#### How to complete this task:
Check each line of the entries for the string "RetryPolicy". Report only how many lines have it.

BEGIN Given records

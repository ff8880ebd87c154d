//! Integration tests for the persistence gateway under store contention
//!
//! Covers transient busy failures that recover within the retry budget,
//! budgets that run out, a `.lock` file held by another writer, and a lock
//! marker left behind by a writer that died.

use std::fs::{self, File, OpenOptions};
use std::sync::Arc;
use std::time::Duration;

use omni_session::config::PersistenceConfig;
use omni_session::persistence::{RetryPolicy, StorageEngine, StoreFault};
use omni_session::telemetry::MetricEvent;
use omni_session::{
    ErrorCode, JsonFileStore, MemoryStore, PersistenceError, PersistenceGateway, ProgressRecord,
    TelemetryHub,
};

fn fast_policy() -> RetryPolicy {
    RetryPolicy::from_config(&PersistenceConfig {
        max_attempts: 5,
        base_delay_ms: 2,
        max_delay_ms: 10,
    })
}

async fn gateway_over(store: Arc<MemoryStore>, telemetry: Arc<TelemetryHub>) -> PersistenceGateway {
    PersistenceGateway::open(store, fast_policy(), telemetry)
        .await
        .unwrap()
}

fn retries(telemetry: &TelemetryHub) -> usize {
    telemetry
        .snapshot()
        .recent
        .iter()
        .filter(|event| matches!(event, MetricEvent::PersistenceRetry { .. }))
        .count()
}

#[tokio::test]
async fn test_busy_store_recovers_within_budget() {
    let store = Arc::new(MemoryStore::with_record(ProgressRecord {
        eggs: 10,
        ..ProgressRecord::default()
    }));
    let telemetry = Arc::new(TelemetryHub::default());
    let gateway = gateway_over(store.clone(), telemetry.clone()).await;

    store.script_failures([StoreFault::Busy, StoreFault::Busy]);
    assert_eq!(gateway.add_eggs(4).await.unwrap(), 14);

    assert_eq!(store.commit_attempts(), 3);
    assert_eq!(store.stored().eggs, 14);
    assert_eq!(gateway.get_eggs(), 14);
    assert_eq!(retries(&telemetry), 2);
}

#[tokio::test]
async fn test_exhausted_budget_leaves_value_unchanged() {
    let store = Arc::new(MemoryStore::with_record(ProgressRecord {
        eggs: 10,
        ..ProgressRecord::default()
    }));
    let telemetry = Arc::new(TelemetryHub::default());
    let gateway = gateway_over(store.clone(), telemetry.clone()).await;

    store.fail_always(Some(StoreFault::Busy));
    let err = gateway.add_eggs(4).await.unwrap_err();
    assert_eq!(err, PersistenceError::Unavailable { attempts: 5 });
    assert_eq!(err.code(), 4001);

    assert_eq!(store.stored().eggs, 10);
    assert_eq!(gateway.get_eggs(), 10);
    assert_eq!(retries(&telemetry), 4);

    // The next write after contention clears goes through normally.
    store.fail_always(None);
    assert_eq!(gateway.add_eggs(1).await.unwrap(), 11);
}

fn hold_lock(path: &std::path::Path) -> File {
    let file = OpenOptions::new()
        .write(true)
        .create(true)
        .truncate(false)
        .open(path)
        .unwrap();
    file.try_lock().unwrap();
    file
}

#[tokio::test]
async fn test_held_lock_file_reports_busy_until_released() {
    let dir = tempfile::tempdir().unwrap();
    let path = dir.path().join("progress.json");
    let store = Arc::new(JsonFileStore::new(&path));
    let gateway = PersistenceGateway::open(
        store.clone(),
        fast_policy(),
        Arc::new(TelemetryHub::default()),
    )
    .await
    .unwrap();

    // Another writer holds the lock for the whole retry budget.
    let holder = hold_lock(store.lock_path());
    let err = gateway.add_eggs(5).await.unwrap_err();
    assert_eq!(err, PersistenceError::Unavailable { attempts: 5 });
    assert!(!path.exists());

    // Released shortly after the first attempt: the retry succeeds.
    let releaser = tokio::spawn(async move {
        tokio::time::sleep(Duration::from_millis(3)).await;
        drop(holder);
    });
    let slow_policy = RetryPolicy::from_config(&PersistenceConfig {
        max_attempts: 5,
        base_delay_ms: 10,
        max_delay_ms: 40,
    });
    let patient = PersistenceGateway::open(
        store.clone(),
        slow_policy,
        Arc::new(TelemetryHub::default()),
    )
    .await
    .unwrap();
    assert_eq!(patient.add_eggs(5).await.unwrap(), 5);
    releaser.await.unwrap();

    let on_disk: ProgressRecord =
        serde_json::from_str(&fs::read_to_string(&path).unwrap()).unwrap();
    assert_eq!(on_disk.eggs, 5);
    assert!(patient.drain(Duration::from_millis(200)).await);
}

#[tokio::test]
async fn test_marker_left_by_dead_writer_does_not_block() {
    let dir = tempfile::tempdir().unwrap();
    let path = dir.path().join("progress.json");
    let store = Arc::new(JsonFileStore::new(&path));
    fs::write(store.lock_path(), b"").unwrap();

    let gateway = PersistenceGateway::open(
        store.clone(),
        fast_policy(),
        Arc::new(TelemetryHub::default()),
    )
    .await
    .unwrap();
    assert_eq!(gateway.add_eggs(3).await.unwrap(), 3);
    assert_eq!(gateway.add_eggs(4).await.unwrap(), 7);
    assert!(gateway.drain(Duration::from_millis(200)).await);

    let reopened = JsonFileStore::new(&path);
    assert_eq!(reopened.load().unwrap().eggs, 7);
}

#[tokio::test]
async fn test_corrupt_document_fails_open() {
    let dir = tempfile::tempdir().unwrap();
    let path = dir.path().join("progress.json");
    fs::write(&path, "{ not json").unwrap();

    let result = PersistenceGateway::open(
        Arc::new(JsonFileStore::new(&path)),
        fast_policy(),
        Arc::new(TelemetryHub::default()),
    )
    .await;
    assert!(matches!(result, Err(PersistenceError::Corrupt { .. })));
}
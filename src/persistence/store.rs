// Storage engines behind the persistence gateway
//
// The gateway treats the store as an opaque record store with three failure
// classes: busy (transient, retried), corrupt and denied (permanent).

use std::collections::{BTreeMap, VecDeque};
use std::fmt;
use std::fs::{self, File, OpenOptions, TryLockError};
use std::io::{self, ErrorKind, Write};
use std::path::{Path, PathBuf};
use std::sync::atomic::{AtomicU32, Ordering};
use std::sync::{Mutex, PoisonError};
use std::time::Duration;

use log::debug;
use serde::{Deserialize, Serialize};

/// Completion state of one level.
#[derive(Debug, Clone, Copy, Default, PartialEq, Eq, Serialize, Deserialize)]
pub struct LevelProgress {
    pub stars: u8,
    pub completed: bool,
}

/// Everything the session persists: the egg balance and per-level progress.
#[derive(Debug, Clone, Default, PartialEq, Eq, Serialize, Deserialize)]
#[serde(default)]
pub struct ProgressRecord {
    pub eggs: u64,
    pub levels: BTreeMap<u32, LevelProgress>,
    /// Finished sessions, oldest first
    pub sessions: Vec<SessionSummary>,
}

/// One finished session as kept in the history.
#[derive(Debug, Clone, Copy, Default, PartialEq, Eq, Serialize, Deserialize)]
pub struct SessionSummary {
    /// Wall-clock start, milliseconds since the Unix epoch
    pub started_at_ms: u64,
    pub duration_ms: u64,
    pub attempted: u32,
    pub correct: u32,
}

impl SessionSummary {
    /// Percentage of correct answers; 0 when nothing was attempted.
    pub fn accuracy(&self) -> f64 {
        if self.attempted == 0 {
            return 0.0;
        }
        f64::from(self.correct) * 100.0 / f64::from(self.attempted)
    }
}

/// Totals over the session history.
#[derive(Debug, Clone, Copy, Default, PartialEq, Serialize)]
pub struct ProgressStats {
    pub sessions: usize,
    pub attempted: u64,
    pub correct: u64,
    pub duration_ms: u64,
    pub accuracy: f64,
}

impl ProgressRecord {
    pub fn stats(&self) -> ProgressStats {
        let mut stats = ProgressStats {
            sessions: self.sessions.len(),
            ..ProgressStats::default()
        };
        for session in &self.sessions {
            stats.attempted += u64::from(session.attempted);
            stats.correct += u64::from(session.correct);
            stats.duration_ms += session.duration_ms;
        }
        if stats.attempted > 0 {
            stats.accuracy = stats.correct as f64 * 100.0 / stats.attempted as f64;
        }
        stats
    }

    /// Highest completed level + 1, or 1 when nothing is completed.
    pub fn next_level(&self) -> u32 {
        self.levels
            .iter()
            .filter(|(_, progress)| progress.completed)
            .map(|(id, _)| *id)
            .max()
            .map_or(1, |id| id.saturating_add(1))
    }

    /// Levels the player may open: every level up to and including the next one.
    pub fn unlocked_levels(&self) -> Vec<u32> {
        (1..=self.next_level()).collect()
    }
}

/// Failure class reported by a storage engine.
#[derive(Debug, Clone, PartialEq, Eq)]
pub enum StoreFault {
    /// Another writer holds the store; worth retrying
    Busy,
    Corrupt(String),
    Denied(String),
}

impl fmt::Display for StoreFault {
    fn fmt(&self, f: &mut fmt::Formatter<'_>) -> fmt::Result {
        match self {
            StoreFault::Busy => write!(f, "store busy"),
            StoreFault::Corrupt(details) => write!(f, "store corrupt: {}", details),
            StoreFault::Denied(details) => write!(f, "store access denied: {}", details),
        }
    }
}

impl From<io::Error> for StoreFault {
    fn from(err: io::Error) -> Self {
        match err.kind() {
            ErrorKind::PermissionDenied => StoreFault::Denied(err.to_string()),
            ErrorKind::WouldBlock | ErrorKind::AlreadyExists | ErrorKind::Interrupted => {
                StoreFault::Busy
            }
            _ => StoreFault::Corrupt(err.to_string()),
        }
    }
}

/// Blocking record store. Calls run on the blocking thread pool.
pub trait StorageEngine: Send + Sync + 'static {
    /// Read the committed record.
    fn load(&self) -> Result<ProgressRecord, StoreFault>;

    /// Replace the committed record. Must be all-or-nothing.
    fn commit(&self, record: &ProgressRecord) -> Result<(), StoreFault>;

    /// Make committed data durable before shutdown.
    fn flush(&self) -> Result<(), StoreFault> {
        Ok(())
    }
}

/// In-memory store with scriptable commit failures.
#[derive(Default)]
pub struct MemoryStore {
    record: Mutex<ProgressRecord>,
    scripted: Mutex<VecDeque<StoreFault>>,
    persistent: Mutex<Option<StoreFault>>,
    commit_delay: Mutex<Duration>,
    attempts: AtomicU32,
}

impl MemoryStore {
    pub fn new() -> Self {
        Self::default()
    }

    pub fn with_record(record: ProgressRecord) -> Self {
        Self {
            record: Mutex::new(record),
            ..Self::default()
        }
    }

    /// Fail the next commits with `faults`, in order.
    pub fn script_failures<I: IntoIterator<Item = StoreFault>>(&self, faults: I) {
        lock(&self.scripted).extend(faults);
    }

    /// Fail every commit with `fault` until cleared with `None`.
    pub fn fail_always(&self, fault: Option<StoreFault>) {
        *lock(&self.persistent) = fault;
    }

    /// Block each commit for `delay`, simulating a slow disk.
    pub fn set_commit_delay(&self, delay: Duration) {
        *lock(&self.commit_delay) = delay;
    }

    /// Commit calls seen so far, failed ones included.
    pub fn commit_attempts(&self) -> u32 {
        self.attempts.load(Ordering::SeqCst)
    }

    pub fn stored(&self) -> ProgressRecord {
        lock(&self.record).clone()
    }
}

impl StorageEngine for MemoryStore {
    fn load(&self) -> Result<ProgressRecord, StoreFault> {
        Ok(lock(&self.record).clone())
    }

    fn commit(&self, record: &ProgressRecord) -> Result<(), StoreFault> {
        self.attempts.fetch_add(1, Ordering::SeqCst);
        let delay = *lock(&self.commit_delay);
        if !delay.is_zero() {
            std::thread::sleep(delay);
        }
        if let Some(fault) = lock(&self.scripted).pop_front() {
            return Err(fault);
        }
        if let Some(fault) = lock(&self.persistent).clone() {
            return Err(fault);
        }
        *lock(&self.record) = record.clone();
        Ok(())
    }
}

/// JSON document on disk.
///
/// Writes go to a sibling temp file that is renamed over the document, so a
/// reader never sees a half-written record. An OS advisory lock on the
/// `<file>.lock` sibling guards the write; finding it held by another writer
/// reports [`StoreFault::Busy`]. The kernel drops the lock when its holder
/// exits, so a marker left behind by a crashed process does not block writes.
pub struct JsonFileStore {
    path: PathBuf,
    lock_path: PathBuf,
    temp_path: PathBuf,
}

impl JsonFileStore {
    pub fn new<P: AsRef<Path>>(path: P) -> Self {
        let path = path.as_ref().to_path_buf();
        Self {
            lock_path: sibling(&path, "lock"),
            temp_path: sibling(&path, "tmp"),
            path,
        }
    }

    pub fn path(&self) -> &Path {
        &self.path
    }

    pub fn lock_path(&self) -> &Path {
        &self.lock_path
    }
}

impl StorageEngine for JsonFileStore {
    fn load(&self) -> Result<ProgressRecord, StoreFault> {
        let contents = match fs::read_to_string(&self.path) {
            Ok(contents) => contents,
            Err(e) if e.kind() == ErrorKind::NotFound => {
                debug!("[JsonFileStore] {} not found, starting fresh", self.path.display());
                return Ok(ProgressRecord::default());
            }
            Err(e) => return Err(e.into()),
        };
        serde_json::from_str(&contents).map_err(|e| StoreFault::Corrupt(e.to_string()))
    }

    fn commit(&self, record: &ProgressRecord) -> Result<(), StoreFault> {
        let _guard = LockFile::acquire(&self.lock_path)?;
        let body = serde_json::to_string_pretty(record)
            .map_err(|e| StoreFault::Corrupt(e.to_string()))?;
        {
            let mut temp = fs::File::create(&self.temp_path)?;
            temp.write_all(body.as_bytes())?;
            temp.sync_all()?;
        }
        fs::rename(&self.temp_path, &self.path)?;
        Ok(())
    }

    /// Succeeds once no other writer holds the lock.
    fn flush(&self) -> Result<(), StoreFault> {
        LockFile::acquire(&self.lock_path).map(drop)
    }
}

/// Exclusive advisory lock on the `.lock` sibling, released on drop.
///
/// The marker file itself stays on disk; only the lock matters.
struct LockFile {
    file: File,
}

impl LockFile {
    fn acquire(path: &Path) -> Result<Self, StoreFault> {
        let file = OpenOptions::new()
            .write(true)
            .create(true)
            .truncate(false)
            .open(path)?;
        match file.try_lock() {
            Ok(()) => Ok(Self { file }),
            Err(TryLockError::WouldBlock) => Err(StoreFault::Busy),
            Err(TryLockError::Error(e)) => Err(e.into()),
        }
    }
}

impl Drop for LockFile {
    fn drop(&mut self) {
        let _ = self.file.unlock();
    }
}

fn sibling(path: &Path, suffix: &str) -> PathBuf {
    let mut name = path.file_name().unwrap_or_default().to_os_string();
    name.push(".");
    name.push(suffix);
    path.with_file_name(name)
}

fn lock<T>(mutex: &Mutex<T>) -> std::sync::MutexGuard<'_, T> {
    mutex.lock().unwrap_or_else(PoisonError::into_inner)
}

END Given records

#### Task solution:
4